At first I thought this was another cautionary tale about digital speed killing accuracy. But it's not. A journalist didn't check her sources; they got mad. Period.

This is the same standard it's always been: verify information or you're a rumormonger (which can also be fun and more profitable than journalism). I re-learn the value of that lesson at least once a week.

I also continue to marvel at the miracles of Twitter and other tools.

Now, for instance, we can be real-time public voyeurs in a bitchfest that used take place in the quiet confessional between a reporter and her editor. That's good for democracy.

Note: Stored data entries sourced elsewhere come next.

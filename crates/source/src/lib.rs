//! Record sources for the certificate pipeline.
//!
//! This module provides the `RecordSource` trait and the implementations
//! that feed participant records into certificate generation.
//!
//! ## Available Sources
//!
//! - `CsvRecordSource`: Participant list loaded from a CSV file
//! - `VecRecordSource`: In-memory vector of records
//!
//! ## Example
//!
//! ```ignore
//! use certmill_source::{CsvRecordSource, RecordSource};
//!
//! let mut source = CsvRecordSource::from_path(Path::new("participants.csv"))?;
//! while let Some(record) = source.next() {
//!     println!("Processing: {:?}", record.field("nome"));
//! }
//! ```

use std::io;
use std::path::{Path, PathBuf};

use thiserror::Error;

/// Errors loading a participant list. Any of these aborts the batch; there
/// is nothing to iterate without a readable source.
#[derive(Error, Debug)]
pub enum SourceError {
    #[error("participant list not found: {path}")]
    NotFound { path: PathBuf },

    #[error("could not read participant list '{path}': {source}")]
    Unreadable { path: PathBuf, source: csv::Error },

    #[error("participant list '{path}' is not valid CSV: {source}")]
    Malformed { path: PathBuf, source: csv::Error },

    #[error("participant list '{path}' has no header row")]
    Empty { path: PathBuf },
}

impl SourceError {
    fn from_csv(path: &Path, err: csv::Error) -> Self {
        let not_found = matches!(
            err.kind(),
            csv::ErrorKind::Io(e) if e.kind() == io::ErrorKind::NotFound
        );
        if not_found {
            return SourceError::NotFound {
                path: path.to_path_buf(),
            };
        }
        if matches!(err.kind(), csv::ErrorKind::Io(_)) {
            SourceError::Unreadable {
                path: path.to_path_buf(),
                source: err,
            }
        } else {
            SourceError::Malformed {
                path: path.to_path_buf(),
                source: err,
            }
        }
    }
}

/// One participant row: the header-to-value pairs of a single CSV record.
///
/// Values are kept exactly as read. Interpretation (trimming, deciding that
/// an empty value means the field is missing) belongs to the caller.
#[derive(Debug, Clone, PartialEq)]
pub struct Record {
    row: usize,
    fields: Vec<(String, String)>,
}

impl Record {
    pub fn new(row: usize, fields: Vec<(String, String)>) -> Self {
        Self { row, fields }
    }

    /// 1-based position among the data rows, for log messages.
    pub fn row(&self) -> usize {
        self.row
    }

    /// Looks up a field by exact header name.
    pub fn field(&self, name: &str) -> Option<&str> {
        self.fields
            .iter()
            .find(|(key, _)| key == name)
            .map(|(_, value)| value.as_str())
    }
}

/// A trait for sources that feed participant records into the pipeline.
///
/// The abstraction keeps generation independent of where records come from:
/// CSV files today, but equally in-memory collections for tests or other
/// tabular formats later.
pub trait RecordSource: Send {
    /// Get the next record, if available.
    ///
    /// Returns `None` when the source is exhausted.
    fn next(&mut self) -> Option<Record>;

    /// Hint about the total number of records (for progress reporting).
    ///
    /// Returns `None` if the size is unknown or unbounded.
    fn size_hint(&self) -> Option<usize> {
        None
    }

    /// Check if the source has a known size.
    fn has_known_size(&self) -> bool {
        self.size_hint().is_some()
    }
}

/// A record source backed by an in-memory vector.
///
/// This is the simplest source, useful for small datasets or testing.
pub struct VecRecordSource {
    data: Vec<Record>,
    index: usize,
}

impl VecRecordSource {
    pub fn new(data: Vec<Record>) -> Self {
        Self { data, index: 0 }
    }

    /// Get the total number of records.
    pub fn len(&self) -> usize {
        self.data.len()
    }

    /// Check if the source is empty.
    pub fn is_empty(&self) -> bool {
        self.data.is_empty()
    }

    /// Get the number of records remaining.
    pub fn remaining(&self) -> usize {
        self.data.len() - self.index
    }
}

impl RecordSource for VecRecordSource {
    fn next(&mut self) -> Option<Record> {
        if self.index < self.data.len() {
            let item = self.data[self.index].clone();
            self.index += 1;
            Some(item)
        } else {
            None
        }
    }

    fn size_hint(&self) -> Option<usize> {
        Some(self.data.len())
    }
}

/// A participant list read from a CSV file.
///
/// The whole file is loaded up front so the batch size is known before the
/// first certificate is generated. Short rows are accepted; the fields they
/// lack simply stay absent from the record, and the decision of what a
/// missing field means is left to the consumer. A file without even a
/// header row is rejected as [`SourceError::Empty`].
pub struct CsvRecordSource {
    data: Vec<Record>,
    index: usize,
}

impl CsvRecordSource {
    pub fn from_path(path: &Path) -> Result<Self, SourceError> {
        let mut reader = csv::ReaderBuilder::new()
            .flexible(true)
            .from_path(path)
            .map_err(|e| SourceError::from_csv(path, e))?;

        let headers = reader
            .headers()
            .map_err(|e| SourceError::from_csv(path, e))?
            .clone();
        if headers.is_empty() {
            return Err(SourceError::Empty {
                path: path.to_path_buf(),
            });
        }

        let mut data = Vec::new();
        for (index, result) in reader.records().enumerate() {
            let row = result.map_err(|e| SourceError::from_csv(path, e))?;
            let fields = headers
                .iter()
                .zip(row.iter())
                .map(|(key, value)| (key.to_string(), value.to_string()))
                .collect();
            data.push(Record::new(index + 1, fields));
        }
        Ok(Self { data, index: 0 })
    }

    pub fn len(&self) -> usize {
        self.data.len()
    }

    pub fn is_empty(&self) -> bool {
        self.data.is_empty()
    }
}

impl RecordSource for CsvRecordSource {
    fn next(&mut self) -> Option<Record> {
        if self.index < self.data.len() {
            let item = self.data[self.index].clone();
            self.index += 1;
            Some(item)
        } else {
            None
        }
    }

    fn size_hint(&self) -> Option<usize> {
        Some(self.data.len())
    }
}

// Blanket implementation for Box<dyn RecordSource>
impl RecordSource for Box<dyn RecordSource> {
    fn next(&mut self) -> Option<Record> {
        (**self).next()
    }

    fn size_hint(&self) -> Option<usize> {
        (**self).size_hint()
    }
}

Who doesn't like to watch?

But then there's what website Jezebel.com calls "crowdsourcing revenge." Rap star M.I.A. tweeted to her over 100,000 followers the phone number of a New York Times reporter whose story about her she didn't like. And Above the Law blogger Kashmir Hill had her personal info posted on Craigslist, the adult section, by a disgruntled subject of a piece she wrote.

People have always been mad at journalists, writes Jezebel's Anna North. "But now it's easier than ever to turn rage into a full voicemail box."

Social media can and does cut both ways, either as a great cultural revelation or an avenging and angry mob. Be careful what you write and be particularly careful about what writing you retweet.

Now let's all chill and go have a beer.